SYDNEY, Australia - Directors of Sydney-based SIRTeX Medical Ltd. welcomed the A$271 million (US$161 million) bid by Cephalon Inc., saying that Cephalon has the distribution muscle to get its liver cancer treatment to market.

Executive chairman and founder of SIRTeX, Bruce Gray, said that the offer of A$4.85 a share for the Australian company represented a nearly fivefold increase to the company's IPO price of $1 a share in August 2000. The bid also represents a premium of 13.5 percent to the average trading price for SIRTeX (weighted for volume) in the 90 days before the bid, and a 2.1 percent premium to the share price before trading was halted to announce the bid.

Gray said that the company can develop markets for its liver cancer treatments itself and is already making sales in the U.S. market. But Cephalon, of West Chester, Pa., already has a well-developed distribution network in the U.S. and Europe, with about 1,000 people in the U.S. and 700 in Europe.

"The company has distribution muscle," Gray said.

He said that the offer, in effect, represented a way for shareholders to realize profits from the cancer treatment without SIRTeX taking the risk and trouble of building up the market itself.

The company has devised a treatment using very large biospheres, called microspheres, which contain radioactive particles. These spheres are delivered directly, through a catheter, to the hepatic artery feeding the liver and are trapped in the small blood vessels of the tumors, delivering their radiation dose directly to tumors.

Clinical trials have shown side effects, including fever, abdominal pain and nausea, but also have show greater survival times for patients treated using the spheres.

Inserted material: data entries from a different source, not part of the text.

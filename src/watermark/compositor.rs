//! Watermark compositor for blending watermark layers onto images.
//!
//! A layer is an RGBA image placed at an absolute top-left position with an
//! extra opacity factor multiplied into its own alpha. Layers may hang off
//! any edge of the target, including negative positions; only the overlap
//! is blended.

use image::{Rgba, RgbaImage};

/// A watermark layer to be composited onto an image.
#[derive(Clone)]
pub struct WatermarkLayer {
    /// The watermark image (RGBA).
    pub image: RgbaImage,
    /// Top-left placement in target coordinates.
    pub x: i32,
    pub y: i32,
    /// Opacity to apply (0.0 to 1.0), on top of the image's alpha channel.
    pub opacity: f32,
}

impl std::fmt::Debug for WatermarkLayer {
    fn fmt(&self, f: &mut std::fmt::Formatter<'_>) -> std::fmt::Result {
        f.debug_struct("WatermarkLayer")
            .field("dimensions", &(self.image.width(), self.image.height()))
            .field("position", &(self.x, self.y))
            .field("opacity", &self.opacity)
            .finish()
    }
}

/// Blend a single watermark layer onto the target image.
pub fn blend_layer(target: &mut RgbaImage, layer: &WatermarkLayer) {
    let target_width = target.width() as i64;
    let target_height = target.height() as i64;

    let (lx, ly) = (layer.x as i64, layer.y as i64);

    // Visible region, clamped to target bounds
    let x_start = lx.max(0);
    let y_start = ly.max(0);
    let x_end = (lx + layer.image.width() as i64).min(target_width);
    let y_end = (ly + layer.image.height() as i64).min(target_height);

    for ty in y_start..y_end {
        for tx in x_start..x_end {
            let wm_pixel = layer.image.get_pixel((tx - lx) as u32, (ty - ly) as u32);
            let target_pixel = target.get_pixel(tx as u32, ty as u32);

            let blended = blend_pixels(*target_pixel, *wm_pixel, layer.opacity);
            target.put_pixel(tx as u32, ty as u32, blended);
        }
    }
}

/// Blend two pixels using alpha compositing with additional opacity.
///
/// Porter-Duff "over": result = foreground + background * (1 - foreground.alpha)
pub(crate) fn blend_pixels(background: Rgba<u8>, foreground: Rgba<u8>, opacity: f32) -> Rgba<u8> {
    let fg_alpha = (foreground[3] as f32 / 255.0) * opacity.clamp(0.0, 1.0);
    let bg_alpha = background[3] as f32 / 255.0;

    let out_alpha = fg_alpha + bg_alpha * (1.0 - fg_alpha);

    if out_alpha < 0.001 {
        return Rgba([0, 0, 0, 0]);
    }

    let blend_channel = |fg: u8, bg: u8| -> u8 {
        let fg_f = fg as f32 / 255.0;
        let bg_f = bg as f32 / 255.0;
        let result = (fg_f * fg_alpha + bg_f * bg_alpha * (1.0 - fg_alpha)) / out_alpha;
        (result * 255.0).round().clamp(0.0, 255.0) as u8
    };

    Rgba([
        blend_channel(foreground[0], background[0]),
        blend_channel(foreground[1], background[1]),
        blend_channel(foreground[2], background[2]),
        (out_alpha * 255.0).round() as u8,
    ])
}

Gray said that SIRTeX approached several companies about distribution deals, including Cephalon, but Cephalon's response had been that instead of distributing the spheres it wanted to own the company.

SIRTeX directors have formally recommended the bid to shareholders, "in the absence of a higher offer," but it still will be required to jump through several hoops under Australian law, with the first step being for both bidder and target to produce statements for shareholders.